Busca parado sobre un cuerpo flaco y alto de 74 años que, dice él, “está muy usado”. Y deja algunas -no muchas- pinceladas de cómo usó y usa su cuerpo. No sé cuántos cigarrillos fumó en las dos horas que duró esta entrevista, pero seguro fueron más de cinco y menos de diez.
Sí sé que dos de los episodios -no dice “cuentos” Saccomanno, dice “episodios”- de Esperar una ola, su último libro, se le ocurrieron porque escuchó las conversaciones de las enfermeras que lo atendieron en una terapia intensiva y entonces los hospitales se le antojaron buen escenario. Sé que usó los 25.000 euros de un premio literario en que le curaran una meningitis en un hospital privado cuando no tenía ni prepaga ni obra social.

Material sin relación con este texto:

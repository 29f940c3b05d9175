// src/monitor/pass.rs
// =============================================================================
// One monitoring pass: probe every link a user owns, one after another.
// A single link can also be checked on its own with the same steps (2a-d).
//
// How it works:
// 1. Read all of the user's links in one go (if this fails, the pass is over)
// 2. For each link, in the order the store returned them:
//    a. remember the status it had before this pass
//    b. probe its URL
//    c. write status / response time / check time back to the store
//    d. notify if it went online -> offline or offline -> online
//    e. wait a little before the next link
// 3. A link whose write fails is logged and skipped; the pass goes on
//
// Politeness:
// - Links are checked sequentially with a fixed pause in between, so a
//   pass never fires a burst of requests at the network or at the hosts
// =============================================================================

use chrono::Utc;
use serde::Serialize;
use std::sync::Arc;
use std::time::Duration;
use thiserror::Error;
use tokio::sync::broadcast;
use tracing::{debug, error, info, warn};

use super::events::{transition, MonitorEvent, Notification, NotificationKind};
use crate::checker::Probe;
use crate::link::{Link, LinkId, StatusUpdate};
use crate::store::{LinkStore, StoreError};

pub const DEFAULT_LINK_DELAY: Duration = Duration::from_millis(500);

#[derive(Debug, Error)]
pub enum MonitorError {
    #[error("could not load links: {0}")]
    FetchLinks(#[source] StoreError),
    #[error("could not load link: {0}")]
    FetchLink(#[source] StoreError),
    #[error("could not save check result: {0}")]
    SaveResult(#[source] StoreError),
}

// What a finished pass did
#[derive(Debug, Default, Clone, Copy, PartialEq, Eq, Serialize)]
pub struct PassSummary {
    /// Links probed and written back
    pub checked: usize,
    /// Links probed but whose result could not be saved
    pub write_failures: usize,
    pub notifications: usize,
}

pub(crate) struct PassRunner<S, P> {
    store: Arc<S>,
    prober: Arc<P>,
    user_id: String,
    link_delay: Duration,
    events: broadcast::Sender<MonitorEvent>,
}

impl<S: LinkStore, P: Probe> PassRunner<S, P> {
    pub(crate) fn new(
        store: Arc<S>,
        prober: Arc<P>,
        user_id: String,
        link_delay: Duration,
        events: broadcast::Sender<MonitorEvent>,
    ) -> Self {
        PassRunner {
            store,
            prober,
            user_id,
            link_delay,
            events,
        }
    }

    pub(crate) fn subscribe(&self) -> broadcast::Receiver<MonitorEvent> {
        self.events.subscribe()
    }

    pub(crate) async fn run(&self) -> Result<PassSummary, MonitorError> {
        let links = match self.store.list_links(&self.user_id).await {
            Ok(links) => links,
            Err(e) => {
                error!(user_id = %self.user_id, error = %e, "Could not load links, skipping this pass");
                self.emit(MonitorEvent::PassFailed {
                    reason: e.to_string(),
                });
                return Err(MonitorError::FetchLinks(e));
            }
        };

        info!(user_id = %self.user_id, links = links.len(), "Checking all links");
        let mut summary = PassSummary::default();

        for (index, link) in links.iter().enumerate() {
            if index > 0 && !self.link_delay.is_zero() {
                tokio::time::sleep(self.link_delay).await;
            }

            match self.check_one(link).await {
                Ok((_, notified)) => {
                    summary.checked += 1;
                    if notified {
                        summary.notifications += 1;
                    }
                }
                Err(e) => {
                    warn!(link_id = %link.id, url = %link.url, error = %e, "Could not save check result");
                    summary.write_failures += 1;
                }
            }
        }

        info!(
            checked = summary.checked,
            write_failures = summary.write_failures,
            notifications = summary.notifications,
            "Finished checking all links"
        );
        Ok(summary)
    }

    // Checks a single link outside of any pass
    pub(crate) async fn check_link(&self, link_id: LinkId) -> Result<Link, MonitorError> {
        let link = self
            .store
            .find_link(&self.user_id, link_id)
            .await
            .map_err(MonitorError::FetchLink)?;
        let (updated, _) = self.check_one(&link).await.map_err(MonitorError::SaveResult)?;
        Ok(updated)
    }

    // Probes one link, saves the result and notifies on a transition.
    // Returns the saved link and whether a notification went out.
    async fn check_one(&self, link: &Link) -> Result<(Link, bool), StoreError> {
        // The status as fetched before the check, not re-read
        let previous = link.status;
        let result = self.prober.probe(&link.url).await;

        let update = StatusUpdate {
            status: result.status,
            response_time: Some(result.response_time_ms),
            last_checked: Utc::now(),
        };
        let saved = self.store.update_link_status(link.id, update).await?;

        debug!(
            link_id = %link.id,
            %previous,
            current = %result.status,
            response_time_ms = result.response_time_ms,
            "Link checked"
        );

        let Some(kind) = transition(previous, result.status) else {
            return Ok((saved, false));
        };
        match kind {
            NotificationKind::Offline => warn!(name = %link.name, url = %link.url, "Link went offline"),
            NotificationKind::Recovered => info!(name = %link.name, url = %link.url, "Link is back online"),
        }
        self.emit(MonitorEvent::Notification(Notification {
            kind,
            link_name: link.name.clone(),
            link_url: link.url.clone(),
        }));
        Ok((saved, true))
    }

    // Best effort: having no subscribers is fine
    fn emit(&self, event: MonitorEvent) {
        if self.events.send(event).is_err() {
            debug!("No one is listening for monitor events");
        }
    }
}
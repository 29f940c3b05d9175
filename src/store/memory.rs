// src/store/memory.rs
// In-memory LinkStore. Nothing survives the process.

use async_trait::async_trait;
use tokio::sync::RwLock;

use super::{LinkStore, StoreData, StoreError};
use crate::link::{Company, CompanyEdit, CompanyId, Link, LinkEdit, LinkId, NewLink, StatusUpdate};

#[derive(Debug, Default)]
pub struct MemoryStore {
    data: RwLock<StoreData>,
}

impl MemoryStore {
    pub fn new() -> Self {
        Self::default()
    }

    pub fn with_data(data: StoreData) -> Self {
        MemoryStore {
            data: RwLock::new(data),
        }
    }
}

#[async_trait]
impl LinkStore for MemoryStore {
    async fn list_links(&self, user_id: &str) -> Result<Vec<Link>, StoreError> {
        Ok(self.data.read().await.links_of(user_id))
    }

    async fn update_link_status(&self, link_id: LinkId, update: StatusUpdate) -> Result<Link, StoreError> {
        self.data.write().await.update_status(link_id, update)
    }

    async fn list_companies(&self, user_id: &str) -> Result<Vec<Company>, StoreError> {
        Ok(self.data.read().await.companies_of(user_id))
    }

    async fn create_company(
        &self,
        user_id: &str,
        name: &str,
        description: Option<String>,
    ) -> Result<Company, StoreError> {
        Ok(self.data.write().await.add_company(user_id, name, description))
    }

    async fn create_link(&self, new: NewLink) -> Result<Link, StoreError> {
        self.data.write().await.add_link(new)
    }

    async fn delete_link(&self, user_id: &str, link_id: LinkId) -> Result<(), StoreError> {
        self.data.write().await.remove_link(user_id, link_id)
    }

    async fn update_link(&self, user_id: &str, link_id: LinkId, edit: LinkEdit) -> Result<Link, StoreError> {
        self.data.write().await.edit_link(user_id, link_id, edit)
    }

    async fn update_company(
        &self,
        user_id: &str,
        company_id: CompanyId,
        edit: CompanyEdit,
    ) -> Result<Company, StoreError> {
        self.data.write().await.edit_company(user_id, company_id, edit)
    }

    async fn delete_company(&self, user_id: &str, company_id: CompanyId) -> Result<usize, StoreError> {
        self.data.write().await.remove_company(user_id, company_id)
    }
}

#[cfg(test)]
mod tests {
    use super::*;
    use crate::link::LinkStatus;
    use chrono::Utc;

    async fn store_with_company() -> (MemoryStore, Company) {
        let store = MemoryStore::new();
        let company = store.create_company("alice", "Acme", None).await.unwrap();
        (store, company)
    }

    fn new_link(company: &Company, name: &str, url: &str) -> NewLink {
        NewLink {
            user_id: company.user_id.clone(),
            company_id: company.id,
            name: name.to_string(),
            url: url.to_string(),
            description: None,
        }
    }

    #[tokio::test]
    async fn test_links_are_listed_per_user_in_creation_order() {
        let (store, company) = store_with_company().await;
        let other = store.create_company("bob", "Other", None).await.unwrap();

        store.create_link(new_link(&company, "first", "https://a.example.com")).await.unwrap();
        store.create_link(new_link(&other, "bobs", "https://b.example.com")).await.unwrap();
        store.create_link(new_link(&company, "second", "c.example.com")).await.unwrap();

        let names: Vec<_> = store
            .list_links("alice")
            .await
            .unwrap()
            .into_iter()
            .map(|l| l.name)
            .collect();
        assert_eq!(names, vec!["first", "second"]);
        assert_eq!(store.list_companies("bob").await.unwrap().len(), 1);
    }

    #[tokio::test]
    async fn test_create_link_requires_own_company_and_valid_url() {
        let (store, company) = store_with_company().await;
        let bobs = store.create_company("bob", "Bob Co", None).await.unwrap();

        let mut foreign = new_link(&bobs, "x", "https://x.example.com");
        foreign.user_id = "alice".to_string();
        assert!(matches!(
            store.create_link(foreign).await,
            Err(StoreError::CompanyNotFound(_))
        ));
        assert!(matches!(
            store.create_link(new_link(&company, "x", "mailto://someone")).await,
            Err(StoreError::InvalidUrl(_))
        ));
    }

    #[tokio::test]
    async fn test_update_and_delete() {
        let (store, company) = store_with_company().await;
        let link = store.create_link(new_link(&company, "a", "https://a.example.com")).await.unwrap();

        let updated = store
            .update_link_status(
                link.id,
                StatusUpdate {
                    status: LinkStatus::Online,
                    response_time: Some(42),
                    last_checked: Utc::now(),
                },
            )
            .await
            .unwrap();
        assert_eq!(updated.status, LinkStatus::Online);
        assert_eq!(updated.response_time, Some(42));

        assert!(matches!(
            store.delete_link("bob", link.id).await,
            Err(StoreError::LinkNotFound(_))
        ));
        store.delete_link("alice", link.id).await.unwrap();
        assert!(store.list_links("alice").await.unwrap().is_empty());
    }

    #[tokio::test]
    async fn test_edit_link_revalidates_and_keeps_status() {
        let (store, company) = store_with_company().await;
        let other = store.create_company("alice", "Other", None).await.unwrap();
        let link = store.create_link(new_link(&company, "a", "https://a.example.com")).await.unwrap();
        store
            .update_link_status(
                link.id,
                StatusUpdate {
                    status: LinkStatus::Offline,
                    response_time: Some(700),
                    last_checked: Utc::now(),
                },
            )
            .await
            .unwrap();

        assert!(matches!(
            store
                .update_link(
                    "alice",
                    link.id,
                    LinkEdit {
                        url: Some("ftp://files.example.com".into()),
                        ..Default::default()
                    },
                )
                .await,
            Err(StoreError::InvalidUrl(_))
        ));

        let edited = store
            .update_link(
                "alice",
                link.id,
                LinkEdit {
                    name: Some("renamed".into()),
                    url: Some("b.example.com/health".into()),
                    company_id: Some(other.id),
                    ..Default::default()
                },
            )
            .await
            .unwrap();
        assert_eq!(edited.name, "renamed");
        assert_eq!(edited.url, "http://b.example.com/health");
        assert_eq!(edited.company_id, other.id);
        assert_eq!(edited.status, LinkStatus::Offline);
        assert_eq!(edited.response_time, Some(700));

        assert!(matches!(
            store.update_link("bob", link.id, LinkEdit::default()).await,
            Err(StoreError::LinkNotFound(_))
        ));
    }

    #[tokio::test]
    async fn test_links_by_company() {
        let (store, company) = store_with_company().await;
        let other = store.create_company("alice", "Other", None).await.unwrap();
        store.create_link(new_link(&company, "a", "https://a.example.com")).await.unwrap();
        store.create_link(new_link(&other, "b", "https://b.example.com")).await.unwrap();
        store.create_link(new_link(&company, "c", "https://c.example.com")).await.unwrap();

        let names: Vec<_> = store
            .list_links_by_company("alice", company.id)
            .await
            .unwrap()
            .into_iter()
            .map(|l| l.name)
            .collect();
        assert_eq!(names, vec!["a", "c"]);
        assert!(store.list_links_by_company("bob", company.id).await.unwrap().is_empty());
    }

    #[tokio::test]
    async fn test_company_edit_and_cascading_delete() {
        let (store, company) = store_with_company().await;
        let other = store.create_company("alice", "Other", None).await.unwrap();
        store.create_link(new_link(&company, "a", "https://a.example.com")).await.unwrap();
        store.create_link(new_link(&company, "b", "https://b.example.com")).await.unwrap();
        let kept = store.create_link(new_link(&other, "c", "https://c.example.com")).await.unwrap();

        let renamed = store
            .update_company(
                "alice",
                company.id,
                CompanyEdit {
                    name: Some("Acme Corp".into()),
                    description: Some("customers".into()),
                },
            )
            .await
            .unwrap();
        assert_eq!(renamed.name, "Acme Corp");
        assert_eq!(renamed.description.as_deref(), Some("customers"));

        assert!(matches!(
            store.delete_company("bob", company.id).await,
            Err(StoreError::CompanyNotFound(_))
        ));
        assert_eq!(store.delete_company("alice", company.id).await.unwrap(), 2);

        let remaining = store.list_links("alice").await.unwrap();
        assert_eq!(remaining.len(), 1);
        assert_eq!(remaining[0].id, kept.id);
        assert_eq!(store.list_companies("alice").await.unwrap().len(), 1);
    }
}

Sé que se operó la columna y que, cuenta él, algo de habérsela lastimado fue por andar arrastrando libros desde este monoambiente hasta la estación de micros para tomarse uno a Villa Gesell, donde desde hace años intenta pasar veinte de los treinta días que trae un mes. “Siempre llevo a mis rusos o Kafka. Kafka absolutamente siempre, y yo no manejo, nunca tuve auto, así que andar llevando y trayendo todos esos libros ayudó a que mi espalda quedara así”, explica Saccomanno.
Sé que una vez estaba internado, cree recordar que en una cama de Fleni y con una vía de suero puesta, y llamó a su amigo Juan Forn, le contó lo que estaba pasando, y escuchó: “Boludo, yo también estoy internado, en Mar del Plata”. Y la risa de su amigo y después la suya. “Y hablamos una hora de literatura, sin parar. Así éramos Juan y yo”, dice, y conjuga en pasado porque Forn está muerto.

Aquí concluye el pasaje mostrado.